Task description -
What lines in the data hold the string "notified"? Show them.

Stored data entries:
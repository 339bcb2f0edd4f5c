use criterion::{black_box, criterion_group, criterion_main, Criterion};
use fseq::{decode_header, decode_var_record, SequenceLayout};

fn sample_sequence(ranges: u8, variables: usize) -> Vec<u8> {
    let mut tables = Vec::new();
    for i in 0..u32::from(ranges) {
        tables.extend_from_slice(&(i * 512).to_le_bytes()[..3]);
        tables.extend_from_slice(&512u32.to_le_bytes()[..3]);
    }
    let mut vars = Vec::new();
    for _ in 0..variables {
        vars.extend_from_slice(&20u16.to_le_bytes());
        vars.extend_from_slice(b"mf");
        vars.extend_from_slice(&b"media/show-0001.mp3\0"[..16]);
    }

    let var_start = 32 + tables.len();
    let data_start = (var_start + vars.len()) as u16;
    let mut buf = vec![0u8; 32];
    buf[0..4].copy_from_slice(b"PSEQ");
    buf[4..6].copy_from_slice(&data_start.to_le_bytes());
    buf[7] = 2;
    buf[8..10].copy_from_slice(&(var_start as u16).to_le_bytes());
    buf[10..14].copy_from_slice(&512u32.to_le_bytes());
    buf[14..18].copy_from_slice(&64u32.to_le_bytes());
    buf[18] = 25;
    buf[22] = ranges;
    buf.extend(tables);
    buf.extend(vars);
    buf.extend(vec![0u8; 512 * 64]);
    buf
}

fn bench_header(c: &mut Criterion) {
    let buf = sample_sequence(0, 0);
    c.bench_function("decode_header", |b| b.iter(|| decode_header(black_box(&buf))));
}

fn bench_var_record(c: &mut Criterion) {
    let buf = sample_sequence(0, 1);
    let mut value = [0u8; 64];
    c.bench_function("decode_var_record_copy", |b| {
        b.iter(|| decode_var_record(black_box(&buf[32..]), Some(&mut value)))
    });
}

fn bench_layout(c: &mut Criterion) {
    let buf = sample_sequence(64, 32);
    c.bench_function("layout_64_ranges_32_vars", |b| {
        b.iter(|| SequenceLayout::parse(black_box(&buf)).unwrap())
    });
}

criterion_group!(benches, bench_header, bench_var_record, bench_layout);
criterion_main!(benches);
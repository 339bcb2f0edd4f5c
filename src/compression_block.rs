use byteorder::{ByteOrder, LittleEndian};
use serde::Serialize;

use crate::error::{ensure_len, Result};

pub const COMPRESSION_BLOCK_SIZE: usize = 8;

/// One entry of the compressed-frame index.
#[derive(Debug, Clone, Copy, PartialEq, Eq, Serialize)]
pub struct CompressionBlock {
    pub first_frame_id: u32,
    /// Compressed length in bytes.  Writers pad the table with zero-size
    /// entries, so 0 is legal.
    pub size:           u32,
}

impl CompressionBlock {
    pub fn decode(buf: &[u8]) -> Result<(Self, usize)> {
        ensure_len(buf, COMPRESSION_BLOCK_SIZE)?;
        let block = Self {
            first_frame_id: LittleEndian::read_u32(&buf[0..4]),
            size:           LittleEndian::read_u32(&buf[4..8]),
        };
        Ok((block, COMPRESSION_BLOCK_SIZE))
    }
}

pub fn decode_compression_block(buf: &[u8]) -> Result<(CompressionBlock, usize)> {
    CompressionBlock::decode(buf)
}
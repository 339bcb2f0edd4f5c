/// Playback length of a sequence in seconds.
///
/// The product is computed in 32-bit wrapping arithmetic, so a pathological
/// `frame_count` (above roughly 16.8M frames at 255 ms) wraps instead of
/// saturating.  Existing players behave the same way.
pub fn sequence_duration_seconds(frame_count: u32, frame_step_time_millis: u8) -> f32 {
    let millis = frame_count.wrapping_mul(u32::from(frame_step_time_millis));
    millis as f32 / 1000.0
}
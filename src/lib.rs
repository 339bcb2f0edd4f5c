pub mod error;
pub mod header;
pub mod variable;
pub mod channel_range;
pub mod compression_block;
pub mod duration;
pub mod layout;

/// Crate version, as reported by the CLI.
pub const VERSION: &str = env!("CARGO_PKG_VERSION");

pub use error::{DecodeError, ErrorKind, error_str};
pub use header::{FileHeader, CompressionType, decode_header, MAGIC, HEADER_SIZE};
pub use variable::{VarRecord, decode_var_record, VAR_HEADER_SIZE};
pub use channel_range::{ChannelRange, decode_channel_range, CHANNEL_RANGE_SIZE};
pub use compression_block::{CompressionBlock, decode_compression_block, COMPRESSION_BLOCK_SIZE};
pub use duration::sequence_duration_seconds;
pub use layout::{SequenceLayout, LayoutError, Variable};
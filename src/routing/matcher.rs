//! Route matching module
//!
//! A route table is an ordered slice of `(method, path) -> action` entries.

use hyper::Method;

/// What to do when a route matches
#[derive(Debug, Clone, Copy, PartialEq, Eq)]
pub enum RouteAction {
    /// JSON addition of two query operands
    Sum,
    /// Plain text echo of `nombre`, `apellido` and `cedula`
    Consulta,
    /// Fixed plain text body
    Text(&'static str),
}

/// Route table entry
#[derive(Debug)]
pub struct Route {
    /// Required method, `None` matches any method
    pub method: Option<Method>,
    /// Exact path
    pub path: &'static str,
    pub action: RouteAction,
}

impl Route {
    pub const fn new(method: Option<Method>, path: &'static str, action: RouteAction) -> Self {
        Self {
            method,
            path,
            action,
        }
    }

    fn matches(&self, method: &Method, path: &str) -> bool {
        self.path == path && self.method.as_ref().map_or(true, |m| m == method)
    }
}

/// Find the first route matching method and path exactly
pub fn match_route<'a>(method: &Method, path: &str, routes: &'a [Route]) -> Option<&'a Route> {
    routes.iter().find(|route| route.matches(method, path))
}
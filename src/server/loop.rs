// Server loop module
// Accepts connections until a shutdown is requested

use std::sync::atomic::Ordering;
use std::sync::Arc;
use tokio::net::TcpListener;

use super::connection::accept_connection;
use crate::config::AppState;
use crate::logger;

/// Run the accept loop on `listener`.
///
/// Returns once `state.shutdown_signal` is notified. Connections already
/// being served keep running in their own tasks.
pub async fn start_server_loop(listener: TcpListener, state: Arc<AppState>) {
    loop {
        tokio::select! {
            accept_result = listener.accept() => {
                match accept_result {
                    Ok((stream, peer_addr)) => accept_connection(stream, peer_addr, &state),
                    Err(e) => logger::log_error(&format!("Failed to accept connection: {e}")),
                }
            }

            () = state.shutdown_signal.notified() => {
                logger::log_shutdown(state.active_connections.load(Ordering::SeqCst));
                return;
            }
        }
    }
}

#[cfg(test)]
mod tests {
    use super::*;
    use crate::config::Config;
    use crate::server::create_listener;
    use tokio::io::{AsyncReadExt, AsyncWriteExt};
    use tokio::net::TcpStream;

    fn test_state() -> Arc<AppState> {
        let mut cfg = Config::load_from("does-not-exist/config", None).unwrap();
        cfg.logging.access_log = false;
        Arc::new(AppState::new(&cfg))
    }

    async fn exchange(addr: std::net::SocketAddr, raw_request: &str) -> String {
        let mut stream = TcpStream::connect(addr).await.unwrap();
        stream.write_all(raw_request.as_bytes()).await.unwrap();
        let mut buf = Vec::new();
        stream.read_to_end(&mut buf).await.unwrap();
        String::from_utf8(buf).unwrap()
    }

    #[tokio::test]
    async fn test_serves_requests_until_shutdown() {
        let listener = create_listener("127.0.0.1:0".parse().unwrap()).unwrap();
        let addr = listener.local_addr().unwrap();
        let state = test_state();
        let server = tokio::spawn(start_server_loop(listener, Arc::clone(&state)));

        let resp = exchange(
            addr,
            "GET /suma?dato1=5&dato2=6 HTTP/1.1\r\nHost: localhost\r\nConnection: close\r\n\r\n",
        )
        .await;
        assert!(resp.starts_with("HTTP/1.1 200 OK"));
        assert!(resp.contains("access-control-allow-origin: *"));
        assert!(resp.ends_with(r#"{"op":"suma","by":"query","a":5,"b":6,"result":11}"#));

        let resp = exchange(
            addr,
            "OPTIONS /anything HTTP/1.1\r\nHost: localhost\r\nConnection: close\r\n\r\n",
        )
        .await;
        assert!(resp.starts_with("HTTP/1.1 204 No Content"));

        state.shutdown_signal.notify_one();
        tokio::time::timeout(std::time::Duration::from_secs(5), server)
            .await
            .unwrap()
            .unwrap();
    }
}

Problem solution -
/// Returns once `state.shutdown_signal` is notified. Connections already
            () = state.shutdown_signal.notified() => {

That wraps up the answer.